* [Collected data]:
═══
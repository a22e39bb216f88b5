/*
 * vSMTP mail transfer agent
 * Copyright (C) 2022 viridIT SAS
 *
 * This program is free software: you can redistribute it and/or modify it under
 * the terms of the GNU General Public License as published by the Free Software
 * Foundation, either version 3 of the License, or any later version.
 *
 * This program is distributed in the hope that it will be useful, but WITHOUT
 * ANY WARRANTY; without even the implied warranty of MERCHANTABILITY or FITNESS
 * FOR A PARTICULAR PURPOSE.  See the GNU General Public License for more details.
 *
 * You should have received a copy of the GNU General Public License along with
 * this program. If not, see https://www.gnu.org/licenses/.
 *
*/
//! The loop of a runner process, draining one slice of a queue.

use anyhow::Context;
use listd_common::{metadata::keys, Mail, Metadata, QueueName, RunnerKind};
use listd_config::{field::FieldServerRunner, Config};
use lqueue::{EntryId, Extension, Slice, Switchboard};

/// What a runner does with the entries of its queue.
pub trait Dispose {
    /// Handle one entry. `Ok(true)` puts it back in the queue as a new entry.
    ///
    /// # Errors
    ///
    /// * the entry cannot be handled, it is shunted
    fn dispose(&mut self, mail: &mut Mail, metadata: &mut Metadata) -> anyhow::Result<bool>;

    /// Called after each pass over the queue, and after each idle sleep.
    ///
    /// # Errors
    ///
    /// * the periodic job failed, it counts in the circuit breaker
    fn do_periodic(&mut self) -> anyhow::Result<()> {
        Ok(())
    }

    /// Called once when the runner stops.
    ///
    /// # Errors
    ///
    /// * the cleanup failed
    fn cleanup(&mut self) -> anyhow::Result<()> {
        Ok(())
    }

    /// Child processes started by the last calls, handed over for reaping.
    fn take_children(&mut self) -> Vec<std::process::Child> {
        vec![]
    }
}

/// Shared stop flag, raised by `SIGTERM` and `SIGINT`.
#[derive(Debug, Default, Clone)]
pub struct StopHandle(std::sync::Arc<std::sync::atomic::AtomicBool>);

impl StopHandle {
    const SLEEP_SLICE: std::time::Duration = std::time::Duration::from_millis(100);

    ///
    #[must_use]
    pub fn new() -> Self {
        Self::default()
    }

    /// Raise the flag on `SIGTERM` and `SIGINT`.
    ///
    /// # Errors
    ///
    /// * the signal handlers could not be registered
    pub fn install_signals(&self) -> anyhow::Result<()> {
        let mut signals = signal_hook::iterator::Signals::new([
            // Send by `systemctl stop` (and then sending `SIGKILL`)
            signal_hook::consts::SIGTERM,
            // Ctrl+C on a terminal
            signal_hook::consts::SIGINT,
        ])?;
        let this = self.clone();
        std::thread::spawn(move || {
            for signal in signals.forever() {
                tracing::warn!(signal, "Stopping the runner.");
                this.stop();
            }
        });
        Ok(())
    }

    ///
    pub fn stop(&self) {
        self.0.store(true, std::sync::atomic::Ordering::SeqCst);
    }

    ///
    #[must_use]
    pub fn is_stopped(&self) -> bool {
        self.0.load(std::sync::atomic::Ordering::SeqCst)
    }

    /// Sleep for `duration` unless the flag is raised meanwhile.
    /// Returns `false` if the sleep was interrupted.
    pub fn sleep(&self, duration: std::time::Duration) -> bool {
        let deadline = std::time::Instant::now() + duration;
        loop {
            if self.is_stopped() {
                return false;
            }
            let now = std::time::Instant::now();
            if now >= deadline {
                return true;
            }
            std::thread::sleep(std::cmp::min(deadline - now, Self::SLEEP_SLICE));
        }
    }
}

/// Idle sleep doubling from `min` to `max`.
#[derive(Debug)]
struct Backoff {
    min: std::time::Duration,
    max: std::time::Duration,
    current: std::time::Duration,
}

impl Backoff {
    const fn new(min: std::time::Duration, max: std::time::Duration) -> Self {
        Self {
            min,
            max,
            current: min,
        }
    }

    fn reset(&mut self) {
        self.current = self.min;
    }

    fn next(&mut self) -> std::time::Duration {
        let out = self.current;
        self.current = std::cmp::min(self.current * 2, self.max);
        out
    }
}

/// Trips when `errors` errors are recorded within `window`.
#[derive(Debug)]
pub struct CircuitBreaker {
    errors: usize,
    window: std::time::Duration,
    history: std::collections::VecDeque<std::time::Instant>,
}

impl CircuitBreaker {
    ///
    #[must_use]
    pub fn new(errors: usize, window: std::time::Duration) -> Self {
        Self {
            errors,
            window,
            history: std::collections::VecDeque::new(),
        }
    }

    /// Record an error at `now`, returns `true` if the breaker trips.
    pub fn record(&mut self, now: std::time::Instant) -> bool {
        self.history.push_back(now);
        while let Some(oldest) = self.history.front() {
            if now.duration_since(*oldest) > self.window {
                self.history.pop_front();
            } else {
                break;
            }
        }
        self.history.len() >= self.errors
    }
}

/// The loop draining one slice of a queue.
pub struct Runner {
    kind: RunnerKind,
    switchboard: Switchboard,
    shunt: Switchboard,
    dispose: Box<dyn Dispose>,
    settings: FieldServerRunner,
    stop: StopHandle,
    children: Vec<std::process::Child>,
    breaker: CircuitBreaker,
}

impl Runner {
    /// Open the queue of `kind`, recovering the entries left in process.
    ///
    /// # Errors
    ///
    /// * the queues could not be opened
    pub fn new(
        config: &Config,
        kind: RunnerKind,
        slice: Slice,
        dispose: Box<dyn Dispose>,
        stop: StopHandle,
    ) -> anyhow::Result<Self> {
        let settings = config.server.runner.clone();
        Ok(Self {
            kind,
            switchboard: Switchboard::open_and_recover(config, kind.queue(), slice)?,
            shunt: Switchboard::open(config, QueueName::Shunt)?,
            dispose,
            breaker: CircuitBreaker::new(settings.breaker_errors, settings.breaker_window),
            settings,
            stop,
            children: vec![],
        })
    }

    /// Loop until the stop flag is raised.
    ///
    /// # Errors
    ///
    /// * too many errors within the breaker window
    #[tracing::instrument(name = "runner", skip_all, fields(kind = %self.kind, slice = %self.switchboard.slice()))]
    pub fn run(&mut self) -> anyhow::Result<()> {
        tracing::info!("Runner started.");

        let result = self.main_loop();
        self.shutdown();

        match &result {
            Ok(()) => tracing::info!("Runner stopped."),
            Err(error) => tracing::error!(error = format!("{error:#}"), "Runner aborted."),
        }
        result
    }

    /// A single pass over the queue.
    ///
    /// # Errors
    ///
    /// * see [`Runner::run`]
    pub fn run_once(&mut self) -> anyhow::Result<usize> {
        let result = self.one_loop().and_then(|count| {
            self.periodic()?;
            Ok(count)
        });
        self.shutdown();
        result
    }

    fn main_loop(&mut self) -> anyhow::Result<()> {
        let mut backoff = Backoff::new(self.settings.sleep_min, self.settings.sleep_max);
        let mut snapshot: Option<(std::time::SystemTime, std::time::Instant)> = None;

        while !self.stop.is_stopped() {
            let idle = snapshot.map_or(false, |(mtime, pass)| {
                self.switchboard.mtime().ok() == Some(mtime)
                    && pass.elapsed() < self.settings.sleep_max
            });

            if idle {
                self.stop.sleep(backoff.next());
            } else {
                if let Some((mtime, _)) = snapshot {
                    if self.switchboard.mtime().ok() != Some(mtime) {
                        backoff.reset();
                    }
                }
                let count = self.one_loop()?;
                tracing::trace!(count, "Pass over the queue done.");
                snapshot = self
                    .switchboard
                    .mtime()
                    .ok()
                    .map(|mtime| (mtime, std::time::Instant::now()));
            }

            self.periodic()?;
        }
        Ok(())
    }

    fn periodic(&mut self) -> anyhow::Result<()> {
        if let Err(error) = self.dispose.do_periodic() {
            tracing::error!(error = format!("{error:#}"), "Periodic job failed.");
            self.record_error()?;
        }
        Ok(())
    }

    fn record_error(&mut self) -> anyhow::Result<()> {
        if self.breaker.record(std::time::Instant::now()) {
            anyhow::bail!(
                "{} errors within {:?}, stopping the `{}` runner",
                self.settings.breaker_errors,
                self.settings.breaker_window,
                self.kind
            );
        }
        Ok(())
    }

    /// Errors are logged and counted per entry, only the breaker ends the pass early.
    fn one_loop(&mut self) -> anyhow::Result<usize> {
        let ids = match self.switchboard.files(Extension::Pck) {
            Ok(ids) => ids,
            Err(error) => {
                tracing::error!(error = format!("{error:#}"), "Failed to list the queue.");
                self.record_error()?;
                return Ok(0);
            }
        };

        let mut count = 0;
        for id in ids {
            if self.stop.is_stopped() {
                break;
            }
            let (mut mail, mut metadata) = match self.switchboard.dequeue(&id) {
                Ok(Some(entry)) => entry,
                Ok(None) => continue,
                Err(error) => {
                    tracing::error!(%id, error = format!("{error:#}"), "Failed to dequeue the entry.");
                    self.record_error()?;
                    continue;
                }
            };
            count += 1;
            self.process(&id, &mut mail, &mut metadata)?;
            self.reap(false);
        }
        Ok(count)
    }

    fn finish(&mut self, id: &EntryId, preserve: bool) -> anyhow::Result<()> {
        if let Err(error) = self.switchboard.finish(id, preserve) {
            tracing::error!(%id, error = format!("{error:#}"), "Failed to finish the entry.");
            self.record_error()?;
        }
        Ok(())
    }

    fn handle(&mut self, mail: &mut Mail, metadata: &mut Metadata) -> anyhow::Result<()> {
        if metadata.listname().is_none() {
            anyhow::bail!("entry without `{}`", keys::LISTNAME);
        }
        if self.dispose.dispose(mail, metadata)? {
            self.switchboard
                .enqueue(mail, metadata)
                .context("Failed to requeue the entry")?;
        }
        Ok(())
    }

    fn process(
        &mut self,
        id: &EntryId,
        mail: &mut Mail,
        metadata: &mut Metadata,
    ) -> anyhow::Result<()> {
        let Err(error) = self.handle(mail, metadata) else {
            return self.finish(id, false);
        };

        tracing::error!(
            %id,
            list = metadata.listname().unwrap_or("n/a"),
            message_id = mail.message_id().unwrap_or("n/a"),
            sender = %mail.sender().map_or_else(|| "n/a".to_string(), |address| address.email),
            error = format!("{error:#}"),
            "Failed to process the entry."
        );

        metadata.insert(keys::WHICHQ, self.switchboard.queue().to_string());
        let preserve = match self.shunt.enqueue(mail, metadata) {
            Ok(shunted) => {
                tracing::warn!(%id, %shunted, "Entry shunted.");
                false
            }
            Err(error) => {
                tracing::error!(%id, error = format!("{error:#}"), "Failed to shunt the entry.");
                true
            }
        };
        self.finish(id, preserve)?;
        self.record_error()
    }

    fn reap(&mut self, block: bool) {
        self.children.extend(self.dispose.take_children());
        self.children.retain_mut(|child| {
            let pid = child.id();
            let status = if block {
                child.wait().map(Some)
            } else {
                child.try_wait()
            };
            match status {
                Ok(None) => true,
                Ok(Some(status)) if status.success() => false,
                Ok(Some(status)) => {
                    tracing::warn!(pid, %status, "Child process failed.");
                    false
                }
                Err(error) => {
                    tracing::warn!(pid, %error, "Failed to wait for a child process.");
                    false
                }
            }
        });
    }

    fn shutdown(&mut self) {
        if let Err(error) = self.dispose.cleanup() {
            tracing::error!(error = format!("{error:#}"), "Cleanup failed.");
        }
        self.reap(true);
    }
}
═══
* [Task objective]:
Show every line from the entries above in which "finish" appears.

* [Result]:
    fn finish(&mut self, id: &EntryId, preserve: bool) -> anyhow::Result<()> {
        if let Err(error) = self.switchboard.finish(id, preserve) {
            tracing::error!(%id, error = format!("{error:#}"), "Failed to finish the entry.");
            return self.finish(id, false);
        self.finish(id, preserve)?;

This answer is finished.